Troubleshooting Push Notifications

Overview

Find information to help resolve issues that you might encounter when you use the PMF Push service.

How does the Push service treat various “failed to deliver” notification situations?

GCM

  • If the response from the GCM is “internal server error” or “GCM service is unavailable”, then an attempt is made to resend the notification. The frequency of attempts is determined based on the value of the “Retry-After”.
  • GCM is not reachable - an error is printed in the trace.log file and the message is not resent.
  • GCM is reachable but failures were received
    • Not registered / invalid ID / mismatch ID / registration is missing - likely to have been caused by an invalid usage of the device ID or registration of the app in GCM. The device ID is deleted from the database to avoid stale data in the database. A notification is not resent.
    • The message is large - the message sending is not retried and a log is recorded in the trace.log file.
    • Error code 401 - likely due to authentication error, the message sending is not retried and a log is recorded in the trace.log file.
    • Error codes 400 or 403 - the message sending is not retried and a log is recorded in the trace.log file.

APNS

For APNS, a retry attempt is made if the APNS connection is closed. Three attempts are made to establish a connection with APNS. For other cases, no retry attempt is made.

Verify that in the provisioning profile used to sign the application, the Push capability is enabled. This can be verified in the App ID’s settings page in the Apple Developer Portal.

There are Java socket exceptions in the logs when dispatching an APNS notifications and the notification never reaches the device

APNS requires persistent socket connections between the PMF and the APNS service. The Push service assumes that there is an open socket and tries to send out the notification. Many times though, a customer’s firewall can be configured to close unused sockets (push might not be frequently used). Such abrupt socket closures cannot be found by either end point – because normal Socket closures happen with one endpoint sending the signal and the other acknowledging. When the Push service dispatch is attempted over a closed socket, the logs show socket exceptions.

To avoid, ensure that firewall rules do not close APNS sockets, or use the push.apns.connectionIdleTimeout JNDI property of the Push service. By configuring this property, the server will gracefully close the socket that is used for APNS push notifications within a specific timeout (less than the firewall timeout for sockets). This way, a customer can close sockets before it is abruptly shut down by the firewall.

For example:

java.net.SocketException: Malformed reply from SOCKS server at java.net.SocksSocketImpl.readSocksReply(SocksSocketImpl.java)

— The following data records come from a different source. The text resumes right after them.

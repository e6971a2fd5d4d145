//! Club factory for creating test club entities.

use crate::factory::helpers::next_id;
use chrono::{DateTime, Utc};
use sea_orm::{ActiveModelTrait, ActiveValue, DatabaseConnection, DbErr};

/// Factory for creating test clubs with customizable fields.
///
/// # Example
///
/// ```rust,ignore
/// let club = ClubFactory::new(&db)
///     .subscribers(3)
///     .scheduled(book.id, Utc::now())
///     .build()
///     .await?;
/// ```
pub struct ClubFactory<'a> {
    db: &'a DatabaseConnection,
    name: String,
    description: String,
    creator_id: i64,
    subscribers: i32,
    book_id: Option<i32>,
    read_time: Option<DateTime<Utc>>,
}

impl<'a> ClubFactory<'a> {
    /// Creates a new ClubFactory with default values.
    ///
    /// Defaults:
    /// - name: `"Club {id}"`
    /// - creator_id: `1`
    /// - subscribers: `0`
    /// - no scheduled read
    pub fn new(db: &'a DatabaseConnection) -> Self {
        let id = next_id();
        Self {
            db,
            name: format!("Club {}", id),
            description: format!("Description {}", id),
            creator_id: 1,
            subscribers: 0,
            book_id: None,
            read_time: None,
        }
    }

    pub fn name(mut self, name: impl Into<String>) -> Self {
        self.name = name.into();
        self
    }

    pub fn creator_id(mut self, creator_id: i64) -> Self {
        self.creator_id = creator_id;
        self
    }

    pub fn subscribers(mut self, subscribers: i32) -> Self {
        self.subscribers = subscribers;
        self
    }

    /// Sets both halves of the scheduled read.
    pub fn scheduled(mut self, book_id: i32, read_time: DateTime<Utc>) -> Self {
        self.book_id = Some(book_id);
        self.read_time = Some(read_time);
        self
    }

    /// Builds and inserts the club entity into the database.
    pub async fn build(self) -> Result<entity::club::Model, DbErr> {
        entity::club::ActiveModel {
            name: ActiveValue::Set(self.name),
            description: ActiveValue::Set(self.description),
            creator_id: ActiveValue::Set(self.creator_id),
            subscribers: ActiveValue::Set(self.subscribers),
            book_id: ActiveValue::Set(self.book_id),
            read_time: ActiveValue::Set(self.read_time),
            ..Default::default()
        }
        .insert(self.db)
        .await
    }
}

/// Creates a club with default values.
pub async fn create_club(db: &DatabaseConnection) -> Result<entity::club::Model, DbErr> {
    ClubFactory::new(db).build().await
}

APNS notifications are sent over TCP sockets. This brings in the restriction that the proxy that is used for APNS notifications should support TCP sockets. A normal HTTP proxy (which works for GCM) does not suffice here. For this reason, the only proxy that is supported in case of APNS notifications is a SOCKS proxy. SOCKS protocol version 4 or 5 is supported. The exception is thrown when JNDI properties are configured to direct APNS notifications via a SOCKS proxy, but the proxy is either not configured, offline (not available), or blocks traffic. A customer should verify their SOCKS proxy is available and working.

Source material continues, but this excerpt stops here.